Personal information
- Full name: Rodrigo Eduardo da Silva
- Date of birth: 24 July 1995 (age 30)
- Place of birth: Marília, Brazil
- Height: 1.85 m (6 ft 1 in)
- Position: Centre back

Team information
- Current team: Juventude
- Number: 34

Youth career
- 2010–2012: Stadium BR
- 2012–2014: Marília
- 2014–2015: Corinthians

Senior career*
- Years: Team / Apps / (Gls)
- 2014: Marília / 18 / (0)
- 2014–2018: Corinthians / 1 / (0)
- 2016: → Tigres do Brasil (loan) / 9 / (1)
- 2016: → Bragantino (loan) / 12 / (0)
- 2017: → Água Santa (loan) / 18 / (1)
- 2017: → Oeste (loan) / 5 / (0)
- 2018: → Ituano (loan) / 5 / (0)
- 2018: → Boa Esporte (loan) / 1 / (0)
- 2018: → Novorizontino (loan) / 0 / (0)
- 2019: Água Santa / 14 / (1)
- 2019: Nacional-SP / 0 / (0)
- 2020: Marcílio Dias / 1 / (0)
- 2020–2023: Água Santa / 37 / (3)
- 2021: → Oeste (loan) / 6 / (0)
- 2021: → XV de Piracicaba (loan) / 0 / (0)
- 2022: → Mirassol (loan) / 23 / (4)
- 2023: Mirassol / 23 / (0)
- 2024–: Juventude / 51 / (4)

= Rodrigo Sam =

Brazilian footballer (born 1995)

Rodrigo Eduardo da Silva (born 24 July 1995), known as Rodrigo Sam, is a Brazilian professional footballer who plays as centre back for Juventude.

==Career==
In 2010, Rodrigo joined a project based in his hometown to discover young talents called Stadium BR. The club is a company that focus only on youth squads.

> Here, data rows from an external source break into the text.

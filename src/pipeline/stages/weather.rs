use async_trait::async_trait;
use futures::future::join_all;
use std::sync::Arc;
use tracing::{info, instrument, warn};

use crate::app::WeatherPort;
use crate::pipeline::{RetryPolicy, Stage, StageName, StageResult};
use crate::types::{Enrichment, WorkflowState};

/// Attaches a forecast to every date. Lookups run concurrently; results are
/// written back to the buckets once all of them have finished.
pub struct WeatherStage {
    weather: Arc<dyn WeatherPort>,
    policy: RetryPolicy,
}

impl WeatherStage {
    pub fn new(weather: Arc<dyn WeatherPort>, policy: RetryPolicy) -> Self {
        Self { weather, policy }
    }
}

#[async_trait]
impl Stage for WeatherStage {
    fn name(&self) -> StageName {
        StageName::Weather
    }

    #[instrument(skip_all, fields(stage = "weather"))]
    async fn execute(&self, state: &mut WorkflowState) -> StageResult {
        let dates: Vec<_> = state
            .buckets
            .values()
            .filter(|b| b.weather.is_pending())
            .map(|b| b.date)
            .collect();

        let lookups = dates.iter().map(|&date| {
            let weather = Arc::clone(&self.weather);
            let policy = self.policy;
            async move {
                let result = policy.call("fetch_weather", || weather.fetch_weather(date)).await;
                (date, result)
            }
        });
        let results = join_all(lookups).await;

        let mut succeeded = 0;
        let mut failed = 0;
        for (date, result) in results {
            let Some(bucket) = state.buckets.get_mut(&date) else { continue };
            match result {
                Ok(summary) => {
                    info!("✓ {}: {:?}", date, summary.conditions);
                    bucket.weather.settle(Enrichment::Resolved(summary));
                    succeeded += 1;
                }
                Err(e) => {
                    warn!("✗ {}: weather unavailable: {}", date, e);
                    bucket.weather.settle(Enrichment::Failed);
                    failed += 1;
                }
            }
        }

        if !dates.is_empty() && succeeded == 0 {
            return StageResult::fatal(dates.len(), 0, "weather unavailable for every date");
        }

        StageResult::from_counts(
            dates.len(),
            succeeded,
            failed,
            format!("weather for {}/{} dates", succeeded, dates.len()),
        )
    }
}

#[cfg(test)]
mod tests {
    use super::*;
    use crate::error::PortError;
    use crate::types::WeatherSummary;
    use chrono::NaiveDate;
    use std::time::Duration;

    struct FlakyWeather {
        bad: NaiveDate,
    }

    #[async_trait]
    impl WeatherPort for FlakyWeather {
        async fn fetch_weather(&self, date: NaiveDate) -> Result<WeatherSummary, PortError> {
            if date == self.bad {
                return Err(PortError::Api("no forecast".to_string()));
            }
            Ok(WeatherSummary {
                tempmax: Some(24.0),
                tempmin: Some(15.5),
                conditions: Some("Clear".to_string()),
                sunset: Some(2102),
            })
        }
    }

    /// Takes five seconds per date.
    struct SlowWeather;

    #[async_trait]
    impl WeatherPort for SlowWeather {
        async fn fetch_weather(&self, _date: NaiveDate) -> Result<WeatherSummary, PortError> {
            tokio::time::sleep(Duration::from_secs(5)).await;
            Ok(WeatherSummary { tempmax: None, tempmin: None, conditions: None, sunset: None })
        }
    }

    fn policy() -> RetryPolicy {
        RetryPolicy::new(0, Duration::from_secs(1), Duration::ZERO)
    }

    #[tokio::test]
    async fn test_failed_date_keeps_running() {
        let d1 = NaiveDate::from_ymd_opt(2025, 7, 1).unwrap();
        let d2 = NaiveDate::from_ymd_opt(2025, 7, 2).unwrap();
        let mut state = WorkflowState::new([d1, d2]);

        let result = WeatherStage::new(Arc::new(FlakyWeather { bad: d2 }), policy())
            .execute(&mut state)
            .await;

        assert_eq!(result.outcome, crate::pipeline::StageOutcome::Partial);
        assert!(state.buckets[&d1].weather.is_resolved());
        assert_eq!(state.buckets[&d2].weather, Enrichment::Failed);
    }

    #[tokio::test]
    async fn test_every_date_failing_is_fatal() {
        let d1 = NaiveDate::from_ymd_opt(2025, 7, 1).unwrap();
        let mut state = WorkflowState::new([d1]);

        let result = WeatherStage::new(Arc::new(FlakyWeather { bad: d1 }), policy())
            .execute(&mut state)
            .await;

        assert!(result.outcome.is_fatal());
    }

    #[tokio::test(start_paused = true)]
    async fn test_dates_are_fetched_concurrently() {
        let dates = crate::time_utils::window_dates(NaiveDate::from_ymd_opt(2025, 7, 1).unwrap(), 7);
        let mut state = WorkflowState::new(dates);
        let policy = RetryPolicy::new(0, Duration::from_secs(30), Duration::ZERO);
        let started = tokio::time::Instant::now();

        let result = WeatherStage::new(Arc::new(SlowWeather), policy).execute(&mut state).await;

        assert!(started.elapsed() < Duration::from_secs(10));
        assert_eq!(result.succeeded, 7);
        assert!(state.buckets.values().all(|b| b.weather.is_resolved()));
    }
}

He nearly moved to PTSC in Londrina, before signing with Marília in 2012. Rodrigo made his professional debut for Marília at the Campeonato Paulista A2 in 2014, being an important part in the Marília team that gained the access to division A1 of the same tournament. After the tournament ended, he signed with Corinthians, but was moved directly to their youth squad. He won the 2014 U20 Campeonato Paulista, 2014 U20 Campeonato Brasileiro and the 2015 Copa São Paulo de Futebol Júnior. He was promoted to Corinthians main squad in February 2015, right after the end of Copa São Paulo de Futebol Júnior.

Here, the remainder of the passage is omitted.